A taxa média de recusa de doação de órgãos pelos familiares é de 45% no Brasil, segundo dados divulgados pela Associação de Medicina Intensiva Brasileira (AMIB). O índice representa um dos maiores desafios para o sistema de transplantes do país. Para reverter esse cenário, a entidade, em parceria com o Ministério da Saúde, investiu na capacitação de profissionais de saúde que atuam na linha de frente do processo de doação.
Entre setembro de 2025 e agosto de 2026, foram treinados 2.534 profissionais em todo o território nacional. O número superou em 25% a meta inicial do projeto, que previa 2 mil participantes. A iniciativa incluiu cursos, módulos e atividades práticas distribuídas em 25 estados brasileiros.
Capacitação supera meta em 25%
Até agosto, já haviam sido realizados 73 cursos, organizados em 23 módulos. Ainda estão previstos mais oito treinamentos até o encerramento do projeto. Neste mês, as atividades ocorrerão em Fortaleza (CE) e Florianópolis (SC). O alcance geográfico demonstra o esforço para padronizar condutas em diferentes regiões do país.

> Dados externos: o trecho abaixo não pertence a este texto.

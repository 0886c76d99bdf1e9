//! Semigroup type class - associative combination.
//!
//! Error accumulation is a semigroup: combining the errors of two failed
//! validations yields every error of the first followed by every error of
//! the second.
//!
//! # Laws
//!
//! ```text
//! a.combine(b).combine(c) == a.combine(b.combine(c))   (associativity)
//! ```
//!
//! # Examples
//!
//! ```rust
//! use typedomain::typeclass::Semigroup;
//!
//! assert_eq!(vec![1, 2].combine(vec![3]), vec![1, 2, 3]);
//! assert_eq!(String::from("ab").combine(String::from("c")), "abc");
//! ```

/// A type with an associative binary operation.
pub trait Semigroup {
    /// Combines two values.
    #[must_use]
    fn combine(self, other: Self) -> Self;

    /// Combines two borrowed values.
    #[must_use]
    fn combine_ref(&self, other: &Self) -> Self
    where
        Self: Clone,
    {
        self.clone().combine(other.clone())
    }
}

impl<T> Semigroup for Vec<T> {
    fn combine(mut self, mut other: Self) -> Self {
        self.append(&mut other);
        self
    }
}

impl Semigroup for String {
    fn combine(mut self, other: Self) -> Self {
        self.push_str(&other);
        self
    }
}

“Atingir mais de 2,5 mil profissionais capacitados mostra que estamos conseguindo levar conhecimento técnico para quem está na linha de frente de um processo que exige muita responsabilidade. Um diagnóstico de morte encefálica precisa seguir critérios rigorosos, assim como a manutenção do potencial doador e o diálogo com a família”, afirmou um representante da AMIB. A declaração reforça a complexidade envolvida em cada etapa que antecede a doação.
O objetivo dos cursos elaborados e oferecidos pela AMIB é ampliar o número de profissionais preparados para conduzir esse processo, incluindo a melhoria na comunicação para reduzir a resistência das famílias em autorizarem a retirada de órgãos de parentes com diagnóstico de morte encefálica. A formação também busca qualificar as diferentes etapas que antecedem uma doação, abrangendo a identificação de potenciais doadores, a determinação da morte encefálica e a manutenção clínica do potencial doador, tornando o processo mais seguro.
Falhas na comunicação com as famílias
De acordo com Franke, um dos responsáveis pelo projeto, muitas famílias não recebem todas as informações adequadamente, no momento e com um protocolo adequados para tomarem a melhor decisão. “Muitas vezes as famílias não recebem todas as informações adequadamente, no momento e com um protocolo adequados para tomarem a melhor decisão. E muitas vezes também, as equipes médicas não estão preparadas para lidar com conversas difíceis, utilizando termos excessivamente técnicos e inacessíveis, ou realizando abordagens consideradas frias e comerciais em locais inadequados”, disse Franke.
Essa lacuna na comunicação é apontada como um fator determinante para a elevada taxa de recusa. A falta de preparo para conduzir o diálogo em um momento de luto pode gerar insegurança e medo nos familiares. Por isso, os cursos enfatizam a importância de uma abordagem humanizada e clara.
Medo de deformação do corpo
Um dos receios mais comuns entre as famílias é a possibilidade de deformação do corpo após a retirada dos órgãos. “As famílias têm receio de deformação do corpo e nós explicamos adequadamente como é feito o procedimento e a reconstituição do corpo, que não deixarão deformidades visíveis nos ritos funerais como o velório. Elas trazem isso com muita clareza e nós precisamos explicar isso com tempo e clareza”, explicou Franke.
Esclarecer esse ponto é essencial para quebrar barreiras e permitir que a decisão seja tomada com base em informações corretas. A capacitação inclui orientações sobre como abordar esses aspectos de forma sensível e respeitosa, respeitando o tempo de cada família.
O projeto da AMIB e do Ministério da Saúde representa um avanço significativo na estruturação do processo de doação de órgãos no Brasil. Ao investir na formação de profissionais, a expectativa é reduzir a taxa de recusa familiar e, consequentemente, ampliar o número de transplantes realizados no país. A continuidade das ações e a expansão para novas regiões são vistas como passos fundamentais para consolidar essa melhoria.